(THE DATA)

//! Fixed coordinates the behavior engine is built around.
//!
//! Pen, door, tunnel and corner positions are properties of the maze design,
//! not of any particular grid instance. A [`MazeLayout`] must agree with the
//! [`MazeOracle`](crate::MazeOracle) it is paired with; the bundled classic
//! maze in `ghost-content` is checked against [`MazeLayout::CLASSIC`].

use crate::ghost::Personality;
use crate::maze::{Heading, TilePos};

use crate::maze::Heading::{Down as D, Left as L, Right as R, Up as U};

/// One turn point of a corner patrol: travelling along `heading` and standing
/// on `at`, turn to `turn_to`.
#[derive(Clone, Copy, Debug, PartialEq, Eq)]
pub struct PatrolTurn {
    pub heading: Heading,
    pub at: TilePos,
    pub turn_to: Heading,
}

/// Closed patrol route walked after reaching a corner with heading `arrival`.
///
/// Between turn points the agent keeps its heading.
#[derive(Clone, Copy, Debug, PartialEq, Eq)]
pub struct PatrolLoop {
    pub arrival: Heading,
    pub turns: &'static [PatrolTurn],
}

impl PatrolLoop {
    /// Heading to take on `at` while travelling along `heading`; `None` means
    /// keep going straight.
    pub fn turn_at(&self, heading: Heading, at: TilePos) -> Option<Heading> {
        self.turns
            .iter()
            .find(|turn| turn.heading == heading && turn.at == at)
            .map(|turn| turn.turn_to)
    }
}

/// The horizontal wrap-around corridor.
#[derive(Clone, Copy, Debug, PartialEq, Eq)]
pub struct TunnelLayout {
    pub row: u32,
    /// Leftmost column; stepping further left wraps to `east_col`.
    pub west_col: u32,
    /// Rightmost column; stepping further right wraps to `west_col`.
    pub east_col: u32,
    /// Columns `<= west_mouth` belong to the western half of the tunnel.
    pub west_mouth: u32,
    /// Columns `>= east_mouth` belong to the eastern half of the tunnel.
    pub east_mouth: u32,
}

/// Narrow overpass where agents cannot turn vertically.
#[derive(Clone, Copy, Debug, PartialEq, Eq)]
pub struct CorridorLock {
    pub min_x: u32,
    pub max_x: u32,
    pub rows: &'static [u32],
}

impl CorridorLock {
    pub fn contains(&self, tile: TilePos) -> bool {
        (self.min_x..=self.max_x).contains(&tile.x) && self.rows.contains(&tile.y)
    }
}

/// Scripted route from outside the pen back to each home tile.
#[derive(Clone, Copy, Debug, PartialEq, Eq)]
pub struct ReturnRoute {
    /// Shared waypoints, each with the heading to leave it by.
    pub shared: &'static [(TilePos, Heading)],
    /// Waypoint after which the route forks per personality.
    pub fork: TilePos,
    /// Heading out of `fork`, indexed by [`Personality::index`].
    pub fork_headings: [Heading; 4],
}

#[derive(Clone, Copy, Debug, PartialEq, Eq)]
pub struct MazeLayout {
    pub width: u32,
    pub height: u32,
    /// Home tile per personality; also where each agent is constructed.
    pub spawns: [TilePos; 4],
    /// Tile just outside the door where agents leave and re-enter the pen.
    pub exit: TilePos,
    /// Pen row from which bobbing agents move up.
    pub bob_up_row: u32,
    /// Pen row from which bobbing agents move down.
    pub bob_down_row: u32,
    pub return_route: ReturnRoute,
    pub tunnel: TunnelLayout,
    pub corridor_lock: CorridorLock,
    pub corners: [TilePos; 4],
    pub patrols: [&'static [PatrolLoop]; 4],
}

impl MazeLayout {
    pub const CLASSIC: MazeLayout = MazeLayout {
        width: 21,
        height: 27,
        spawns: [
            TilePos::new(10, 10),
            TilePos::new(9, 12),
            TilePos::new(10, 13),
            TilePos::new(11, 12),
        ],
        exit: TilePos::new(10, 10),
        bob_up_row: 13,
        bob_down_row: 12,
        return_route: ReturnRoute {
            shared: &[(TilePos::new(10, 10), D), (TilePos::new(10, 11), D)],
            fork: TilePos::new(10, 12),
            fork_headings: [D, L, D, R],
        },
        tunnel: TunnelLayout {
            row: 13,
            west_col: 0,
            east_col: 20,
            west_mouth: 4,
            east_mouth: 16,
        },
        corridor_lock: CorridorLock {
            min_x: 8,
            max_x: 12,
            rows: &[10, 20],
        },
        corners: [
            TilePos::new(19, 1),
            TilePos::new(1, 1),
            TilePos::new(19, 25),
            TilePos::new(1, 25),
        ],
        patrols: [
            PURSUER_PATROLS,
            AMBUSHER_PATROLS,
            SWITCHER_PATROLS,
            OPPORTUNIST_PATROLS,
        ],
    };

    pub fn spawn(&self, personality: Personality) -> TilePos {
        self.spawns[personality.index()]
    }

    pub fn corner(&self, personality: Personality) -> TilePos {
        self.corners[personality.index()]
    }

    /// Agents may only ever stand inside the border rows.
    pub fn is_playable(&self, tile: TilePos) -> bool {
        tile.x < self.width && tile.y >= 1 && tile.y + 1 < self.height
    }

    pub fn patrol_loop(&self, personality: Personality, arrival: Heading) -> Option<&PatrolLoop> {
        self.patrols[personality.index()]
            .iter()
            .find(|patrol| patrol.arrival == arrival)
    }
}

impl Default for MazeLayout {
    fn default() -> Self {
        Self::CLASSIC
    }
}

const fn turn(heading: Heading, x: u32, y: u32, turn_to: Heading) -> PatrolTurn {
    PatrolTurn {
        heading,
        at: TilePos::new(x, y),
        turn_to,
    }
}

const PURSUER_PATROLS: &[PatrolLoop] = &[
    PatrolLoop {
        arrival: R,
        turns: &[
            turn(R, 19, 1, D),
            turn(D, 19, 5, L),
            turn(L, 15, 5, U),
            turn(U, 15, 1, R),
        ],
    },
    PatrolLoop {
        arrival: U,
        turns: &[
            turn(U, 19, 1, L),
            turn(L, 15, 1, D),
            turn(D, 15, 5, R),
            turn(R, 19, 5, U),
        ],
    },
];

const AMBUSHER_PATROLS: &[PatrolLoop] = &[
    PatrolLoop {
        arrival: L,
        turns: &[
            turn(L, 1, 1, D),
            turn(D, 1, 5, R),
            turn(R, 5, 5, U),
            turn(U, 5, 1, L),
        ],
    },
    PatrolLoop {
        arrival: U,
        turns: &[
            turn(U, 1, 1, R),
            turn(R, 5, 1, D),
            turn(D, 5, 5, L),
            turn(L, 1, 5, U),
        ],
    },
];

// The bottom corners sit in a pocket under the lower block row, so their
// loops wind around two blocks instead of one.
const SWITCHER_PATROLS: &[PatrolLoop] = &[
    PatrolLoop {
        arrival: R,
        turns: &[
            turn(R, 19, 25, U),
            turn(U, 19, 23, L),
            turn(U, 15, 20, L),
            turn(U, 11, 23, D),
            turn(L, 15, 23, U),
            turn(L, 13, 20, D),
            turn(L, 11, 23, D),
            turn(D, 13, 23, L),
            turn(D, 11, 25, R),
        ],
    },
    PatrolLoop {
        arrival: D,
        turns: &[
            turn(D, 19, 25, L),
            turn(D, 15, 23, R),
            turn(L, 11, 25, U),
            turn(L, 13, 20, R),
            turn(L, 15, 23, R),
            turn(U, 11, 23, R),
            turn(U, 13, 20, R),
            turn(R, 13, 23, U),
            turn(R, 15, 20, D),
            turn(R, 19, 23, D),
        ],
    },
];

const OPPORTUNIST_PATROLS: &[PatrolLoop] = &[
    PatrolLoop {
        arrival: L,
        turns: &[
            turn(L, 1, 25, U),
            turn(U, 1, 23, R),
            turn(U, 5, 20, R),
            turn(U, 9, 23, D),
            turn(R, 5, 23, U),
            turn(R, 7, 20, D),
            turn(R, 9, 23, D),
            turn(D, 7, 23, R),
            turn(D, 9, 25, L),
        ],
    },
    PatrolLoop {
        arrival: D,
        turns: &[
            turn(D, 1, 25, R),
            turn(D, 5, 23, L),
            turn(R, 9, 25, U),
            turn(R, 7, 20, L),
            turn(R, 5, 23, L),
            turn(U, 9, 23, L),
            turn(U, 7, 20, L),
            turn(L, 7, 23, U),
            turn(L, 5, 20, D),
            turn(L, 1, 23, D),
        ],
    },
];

(End THE DATA)

- [TRY IT]:
Each line in the data that holds the string "crate" should be found and copied.

- [ANSWER BOX]:
//! [`MazeOracle`](crate::MazeOracle) it is paired with; the bundled classic
use crate::ghost::Personality;
use crate::maze::{Heading, TilePos};
use crate::maze::Heading::{Down as D, Left as L, Right as R, Up as U};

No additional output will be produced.